Between identifying a potential therapeutic compound and U. S. Food and Drug Administration (FDA) approval of a new drug is an arduous journey that can take well over a decade and cost upwards of a billion dollars. A team of researchers at the CUNY Graduate Center has developed a novel artificial intelligence model that could significantly improve the accuracy and reduce the time and cost of the drug development process.
As described in a paper to be published today (October 17) in Nature Machine Intelligence, the new model, called CODE-AE, can screen novel drug compounds to accurately predict efficacy in humans. In tests, it was also able to theoretically identify personalized drugs for over 9,000 patients that could better treat their conditions. Scientists expect the technique to significantly accelerate drug discovery and precision medicine.
Accurate and robust prediction of patient-specific responses to a new chemical compound is critical to discovering safe and effective therapeutics and selecting an existing drug for a specific patient. However, it is unethical and infeasible to do early efficacy testing of a drug in humans directly. Cell or tissue models are often used as a surrogate of the human body to evaluate the therapeutic effect of a drug molecule. Unfortunately, the drug effect in a disease model often does not correlate with the drug efficacy and toxicity in human patients. This knowledge gap is a major factor in the high costs and low productivity rates of drug discovery.
“Our new machine learning model can address the translational challenge from disease models to humans,” said Lei Xie, a professor of computer science, biology and biochemistry at the CUNY Graduate Center and Hunter College and the paper’s senior author. “CODE-AE uses biology-inspired design and takes advantage of several recent advances in machine learning. For example, one of its components uses similar techniques in Deepfake image generation.”
The new model can provide a workaround to the problem of having sufficient patient data to train a generalized machine learning model, said You Wu, a CUNY Graduate Center Ph.D. student and co-author of the paper. “Although many methods have been developed to utilize cell-line screens for predicting clinical responses, their performances are unreliable due to data incongruity and discrepancies,” Wu said. “CODE-AE can extract intrinsic biological signals masked by noise and confounding factors and effectively alleviated the data-discrepancy problem.”
As a result, CODE-AE significantly improves accuracy and robustness over state-of-the-art methods in predicting patient-specific drug responses purely from cell-line compound screens.

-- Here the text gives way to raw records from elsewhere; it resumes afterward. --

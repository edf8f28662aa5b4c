//! lab: Simulated peer-to-peer cluster driver.
//!
//! Streams the cluster graph to stdout as JSON lines and reads user commands
//! from stdin. Logs go to stderr.

use anyhow::{Context, Result};
use clap::{Parser, Subcommand, ValueEnum};
use tokio::io::{AsyncBufReadExt, AsyncWriteExt, BufReader};
use tracing::{debug, error, info, warn};
use tracing_subscriber::EnvFilter;

use lab::{Session, SimulationChanged, UserEvent};
use sim_core::{ClusterConfig, Line, Random, Ring, Topology};

#[derive(Parser, Debug)]
#[command(name = "lab")]
#[command(about = "Simulation and visualisation for peer-exchange research")]
struct Cli {
    /// Enable verbose logging
    #[arg(long, global = true)]
    verbose: bool,

    #[command(subcommand)]
    command: Command,
}

#[derive(Subcommand, Debug)]
enum Command {
    /// Start a simulated cluster
    Start(StartArgs),
}

#[derive(clap::Args, Debug)]
struct StartArgs {
    /// Number of peers to spawn before reading commands
    #[arg(short, long, default_value_t = 0)]
    nodes: usize,

    /// How the initial peers connect to each other
    #[arg(short, long, value_enum, default_value_t = TopologyKind::Ring)]
    topology: TopologyKind,

    /// Neighbors per peer for the random topology
    #[arg(short, long, default_value_t = 3)]
    degree: usize,

    /// Seed for the random topology
    #[arg(long)]
    seed: Option<u64>,

    /// Events buffered per subscription (overrides LAB_BUS_CAPACITY)
    #[arg(long)]
    bus_capacity: Option<usize>,
}

#[derive(Clone, Copy, Debug, ValueEnum)]
enum TopologyKind {
    Ring,
    Line,
    Random,
}

impl StartArgs {
    fn topology(&self) -> Box<dyn Topology> {
        match self.topology {
            TopologyKind::Ring => Box::new(Ring),
            TopologyKind::Line => Box::new(Line),
            TopologyKind::Random => match self.seed {
                Some(seed) => Box::new(Random::seeded(self.degree, seed)),
                None => Box::new(Random::new(self.degree)),
            },
        }
    }
}

#[tokio::main]
async fn main() -> Result<()> {
    let cli = Cli::parse();

    // Respects RUST_LOG, defaults to info (or debug with --verbose)
    let default_filter = if cli.verbose {
        "debug,lab=debug,sim_core=debug"
    } else {
        "info,lab=info,sim_core=info"
    };
    let filter =
        EnvFilter::try_from_default_env().unwrap_or_else(|_| EnvFilter::new(default_filter));
    tracing_subscriber::fmt()
        .with_env_filter(filter)
        .with_writer(std::io::stderr)
        .init();

    match cli.command {
        Command::Start(args) => start(args).await,
    }
}

async fn start(args: StartArgs) -> Result<()> {
    let mut config = ClusterConfig::from_env()?;
    if let Some(capacity) = args.bus_capacity {
        config = config.with_bus_capacity(capacity);
    }
    config.validate()?;

    let mut session = Session::new(config).context("Failed to start cluster")?;
    info!("Session {} started", session.id());

    let topology = args.topology();
    let dials = session.populate(args.nodes, topology.as_ref()).await?;
    info!(
        "Spawned {} peers ({:?} topology, {} dials)",
        session.stats().spawned,
        args.topology,
        dials
    );

    let (initial, mut steps) = session.watch().await?;

    // Steps are forwarded on their own task so a slow command never stalls
    // the graph model.
    let writer = tokio::spawn(async move {
        let mut stdout = tokio::io::stdout();
        write_line(&mut stdout, &initial).await?;
        while let Some(step) = steps.recv().await {
            write_line(&mut stdout, &SimulationChanged::step(step)).await?;
        }
        anyhow::Ok(())
    });

    let mut lines = BufReader::new(tokio::io::stdin()).lines();
    info!("Reading commands from stdin. Press Ctrl+C to stop.");

    loop {
        tokio::select! {
            line = lines.next_line() => {
                match line {
                    Ok(Some(line)) => match UserEvent::from_line(&line) {
                        Ok(Some(event)) => {
                            debug!("Got user event: {:?}", event);
                            session.apply(event).await;
                        }
                        Ok(None) => {}
                        Err(e) => warn!("Skipping input line: {}", e),
                    },
                    Ok(None) => {
                        info!("Input closed");
                        break;
                    }
                    Err(e) => {
                        error!("Failed to read input: {}", e);
                        break;
                    }
                }
            }

            _ = tokio::signal::ctrl_c() => {
                info!("Shutdown signal received");
                break;
            }
        }
    }

    info!("Shutting down");
    let closed = session.close().await;

    match writer.await {
        Ok(Ok(())) => {}
        Ok(Err(e)) => error!("Failed to write output: {}", e),
        Err(e) => error!("Output task failed: {}", e),
    }

    let stats = closed?;
    info!(
        "Done: {} spawned, {} killed, {} failures",
        stats.spawned, stats.killed, stats.failures
    );
    Ok(())
}

async fn write_line(out: &mut tokio::io::Stdout, message: &SimulationChanged) -> Result<()> {
    let mut line = message.to_line()?;
    line.push('\n');
    out.write_all(line.as_bytes()).await?;
    out.flush().await?;
    Ok(())
}
//! Peer identifiers.
//!
//! A [`PeerId`] is a non-zero `u64` shown as 16 zero-padded hex digits.
//! Numeric order and string order agree, so an edge sorts its endpoints the
//! same way in memory and on the wire.

use std::fmt;
use std::str::FromStr;

use rand::Rng;
use serde::{Deserialize, Serialize};
use thiserror::Error;

#[derive(Debug, Error)]
pub enum PeerIdError {
    #[error("Invalid peer ID {0:?}: expected 16 hex digits")]
    InvalidFormat(String),
    #[error("Invalid hex: {0}")]
    InvalidHex(#[from] std::num::ParseIntError),
}

/// Identifier for a simulated peer.
///
/// ```
/// use sim_core::PeerId;
///
/// let id: PeerId = "00000000000000ff".parse().unwrap();
/// assert_eq!(id.as_u64(), 0xff);
/// assert_eq!(id.to_string(), "00000000000000ff");
/// ```
#[derive(Debug, Clone, Copy, PartialEq, Eq, Hash, PartialOrd, Ord, Serialize, Deserialize)]
#[serde(into = "String", try_from = "String")]
pub struct PeerId(u64);

impl PeerId {
    /// A fresh random ID.
    pub fn generate() -> Self {
        Self(rand::rng().random_range(1..=u64::MAX))
    }

    pub fn as_u64(&self) -> u64 {
        self.0
    }
}

impl fmt::Display for PeerId {
    fn fmt(&self, f: &mut fmt::Formatter<'_>) -> fmt::Result {
        write!(f, "{:016x}", self.0)
    }
}

impl FromStr for PeerId {
    type Err = PeerIdError;

    fn from_str(s: &str) -> Result<Self, Self::Err> {
        if s.len() != 16 || !s.bytes().all(|b| b.is_ascii_hexdigit()) {
            return Err(PeerIdError::InvalidFormat(s.to_string()));
        }
        Ok(Self(u64::from_str_radix(s, 16)?))
    }
}

impl TryFrom<String> for PeerId {
    type Error = PeerIdError;

    fn try_from(s: String) -> Result<Self, Self::Error> {
        s.parse()
    }
}

impl From<PeerId> for String {
    fn from(id: PeerId) -> String {
        id.to_string()
    }
}

impl From<u64> for PeerId {
    fn from(id: u64) -> Self {
        Self(id)
    }
}

impl From<PeerId> for u64 {
    fn from(id: PeerId) -> u64 {
        id.0
    }
}

#[cfg(test)]
mod tests {
    use super::*;

    #[test]
    fn test_round_trips_through_text() {
        let id = PeerId(0xa1b2c3d4e5f67890);
        assert_eq!("A1B2C3D4E5F67890".parse::<PeerId>().unwrap(), id);

        let json = serde_json::to_string(&id).unwrap();
        assert_eq!(json, "\"a1b2c3d4e5f67890\"");
        assert_eq!(serde_json::from_str::<PeerId>(&json).unwrap(), id);
    }

    #[test]
    fn test_order_matches_text_order() {
        let ids = [PeerId(0x0f), PeerId(0xf0), PeerId(0x100)];
        for pair in ids.windows(2) {
            assert!(pair[0] < pair[1]);
            assert!(pair[0].to_string() < pair[1].to_string());
        }
    }

    #[test]
    fn test_rejects_malformed() {
        for bad in ["", "ff", "ghijklmnopqrstuv", "a1b2c3d4e5f678901", "+1b2c3d4e5f67890"] {
            assert!(bad.parse::<PeerId>().is_err(), "accepted {:?}", bad);
        }
        assert!(serde_json::from_str::<PeerId>("\"zz\"").is_err());
    }

    #[test]
    fn test_generated_ids_are_non_zero() {
        assert!((0..1000).all(|_| PeerId::generate().as_u64() != 0));
    }
}
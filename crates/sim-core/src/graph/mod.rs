//! Incremental graph view of the cluster.
//!
//! Nodes are live peers, edges are connections between them. The
//! [`GraphModel`] turns raw node and link events into minimal
//! [`StateChanged`] diffs; [`ModelTask`] drives it from the bus on a
//! single task so the node and edge sets are never mutated concurrently.

pub mod diff;
pub mod model;

pub use diff::{Diff, Edge, Graph, Link, Node, StateChanged};
pub use model::{GraphModel, ModelHandle, ModelTask};
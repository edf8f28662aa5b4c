//! Graph entities and the diff messages delivered to observers.
//!
//! Wire form (JSON):
//! - `Node`: `{"id": "<peer>"}`
//! - `Link`: `{"source": "<peer>", "target": "<peer>"}` with `source < target`
//! - `StateChanged`: `{"add": Diff?, "rm": Diff?}`, absent halves omitted

use serde::{Deserialize, Serialize};

use crate::PeerId;

/// An unordered pair of peers.
///
/// Canonicalized on construction so `Edge::new(a, b) == Edge::new(b, a)`.
#[derive(Debug, Clone, Copy, PartialEq, Eq, Hash, PartialOrd, Ord)]
pub struct Edge {
    low: PeerId,
    high: PeerId,
}

impl Edge {
    pub fn new(x: PeerId, y: PeerId) -> Self {
        if x <= y {
            Self { low: x, high: y }
        } else {
            Self { low: y, high: x }
        }
    }

    /// Both endpoints, lowest first.
    pub fn endpoints(&self) -> (PeerId, PeerId) {
        (self.low, self.high)
    }

    /// The endpoint opposite `id`, if `id` is an endpoint.
    pub fn other(&self, id: PeerId) -> Option<PeerId> {
        if self.low == id {
            Some(self.high)
        } else if self.high == id {
            Some(self.low)
        } else {
            None
        }
    }

    pub fn is_loop(&self) -> bool {
        self.low == self.high
    }

    pub fn to_link(&self) -> Link {
        Link {
            source: self.low,
            target: self.high,
        }
    }
}

/// A graph vertex.
#[derive(Debug, Clone, Copy, PartialEq, Eq, Hash, Serialize, Deserialize)]
pub struct Node {
    pub id: PeerId,
}

/// Wire form of an [`Edge`].
#[derive(Debug, Clone, Copy, PartialEq, Eq, Hash, Serialize, Deserialize)]
pub struct Link {
    pub source: PeerId,
    pub target: PeerId,
}

impl Link {
    pub fn edge(&self) -> Edge {
        Edge::new(self.source, self.target)
    }
}

impl From<Edge> for Link {
    fn from(edge: Edge) -> Self {
        edge.to_link()
    }
}

/// An additive or subtractive batch of graph entities.
#[derive(Debug, Clone, Default, PartialEq, Eq, Serialize, Deserialize)]
pub struct Diff {
    #[serde(default)]
    pub nodes: Vec<Node>,
    #[serde(default)]
    pub links: Vec<Link>,
}

impl Diff {
    pub fn node(id: PeerId) -> Self {
        Self {
            nodes: vec![Node { id }],
            links: Vec::new(),
        }
    }

    pub fn link(edge: Edge) -> Self {
        Self {
            nodes: Vec::new(),
            links: vec![edge.to_link()],
        }
    }

    pub fn is_empty(&self) -> bool {
        self.nodes.is_empty() && self.links.is_empty()
    }
}

/// The externally visible unit of change.
#[derive(Debug, Clone, Default, PartialEq, Eq, Serialize, Deserialize)]
pub struct StateChanged {
    #[serde(default, skip_serializing_if = "Option::is_none")]
    pub add: Option<Diff>,
    #[serde(default, skip_serializing_if = "Option::is_none")]
    pub rm: Option<Diff>,
}

impl StateChanged {
    pub fn added(diff: Diff) -> Self {
        Self {
            add: Some(diff),
            rm: None,
        }
    }

    pub fn removed(diff: Diff) -> Self {
        Self {
            add: None,
            rm: Some(diff),
        }
    }

    pub fn is_empty(&self) -> bool {
        self.add.is_none() && self.rm.is_none()
    }
}

/// A full snapshot of the graph, sorted for determinism.
#[derive(Debug, Clone, Default, PartialEq, Eq, Serialize, Deserialize)]
pub struct Graph {
    pub nodes: Vec<Node>,
    pub links: Vec<Link>,
}

impl Graph {
    /// Apply a diff to this snapshot, the way an observer would.
    ///
    /// Removals are applied before additions.
    pub fn apply(&mut self, change: &StateChanged) {
        if let Some(rm) = &change.rm {
            self.nodes.retain(|n| !rm.nodes.contains(n));
            self.links
                .retain(|l| !rm.links.iter().any(|r| r.edge() == l.edge()));
        }
        if let Some(add) = &change.add {
            for node in &add.nodes {
                if !self.nodes.contains(node) {
                    self.nodes.push(*node);
                }
            }
            for link in &add.links {
                if !self.links.iter().any(|l| l.edge() == link.edge()) {
                    self.links.push(*link);
                }
            }
        }
        self.nodes.sort_by_key(|n| n.id);
        self.links.sort_by_key(|l| l.edge());
    }

    pub fn contains_node(&self, id: PeerId) -> bool {
        self.nodes.iter().any(|n| n.id == id)
    }

    pub fn contains_edge(&self, edge: Edge) -> bool {
        self.links.iter().any(|l| l.edge() == edge)
    }
}

#[cfg(test)]
mod tests {
    use super::*;

    fn peer(n: u64) -> PeerId {
        PeerId::from(n)
    }

    #[test]
    fn test_edge_is_canonical() {
        assert_eq!(Edge::new(peer(2), peer(1)), Edge::new(peer(1), peer(2)));
        assert_eq!(Edge::new(peer(2), peer(1)).endpoints(), (peer(1), peer(2)));
    }

    #[test]
    fn test_edge_other() {
        let edge = Edge::new(peer(1), peer(2));
        assert_eq!(edge.other(peer(1)), Some(peer(2)));
        assert_eq!(edge.other(peer(2)), Some(peer(1)));
        assert_eq!(edge.other(peer(3)), None);
        assert!(!edge.is_loop());
        assert!(Edge::new(peer(4), peer(4)).is_loop());
    }

    #[test]
    fn test_state_changed_omits_absent_halves() {
        let change = StateChanged::added(Diff::node(peer(1)));
        let json = serde_json::to_value(&change).unwrap();

        assert_eq!(
            json,
            serde_json::json!({
                "add": { "nodes": [{ "id": "0000000000000001" }], "links": [] }
            })
        );
    }

    #[test]
    fn test_link_serializes_source_target() {
        let diff = Diff::link(Edge::new(peer(0xb), peer(0xa)));
        let json = serde_json::to_value(&diff).unwrap();

        assert_eq!(
            json["links"][0],
            serde_json::json!({ "source": "000000000000000a", "target": "000000000000000b" })
        );
    }

    #[test]
    fn test_graph_apply() {
        let mut graph = Graph::default();
        graph.apply(&StateChanged::added(Diff::node(peer(1))));
        graph.apply(&StateChanged::added(Diff::node(peer(2))));
        graph.apply(&StateChanged::added(Diff::link(Edge::new(peer(1), peer(2)))));
        assert_eq!(graph.nodes.len(), 2);
        assert!(graph.contains_edge(Edge::new(peer(2), peer(1))));

        graph.apply(&StateChanged::removed(Diff {
            nodes: vec![Node { id: peer(2) }],
            links: vec![Edge::new(peer(1), peer(2)).to_link()],
        }));
        assert!(graph.contains_node(peer(1)));
        assert!(!graph.contains_node(peer(2)));
        assert!(graph.links.is_empty());
    }
}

The research team’s next challenge in advancing the technology’s use in drug discovery is developing a way for CODE-AE to reliably predict the effect of a new drug’s concentration and metabolization in human bodies. The researchers also noted that the AI model could potentially be tweaked to accurately predict the human side effects of drugs.
Reference: “A Context-aware Deconfounding Autoencoder for Robust Prediction of Personalized Clinical Drug Response From Cell Line Compound Screening” 17 October 2022, Nature Machine Intelligence.
DOI: 10.1038/s42256-022-00541-0
This work was supported by the National Institute of General Medical Sciences and the National Institute on Aging.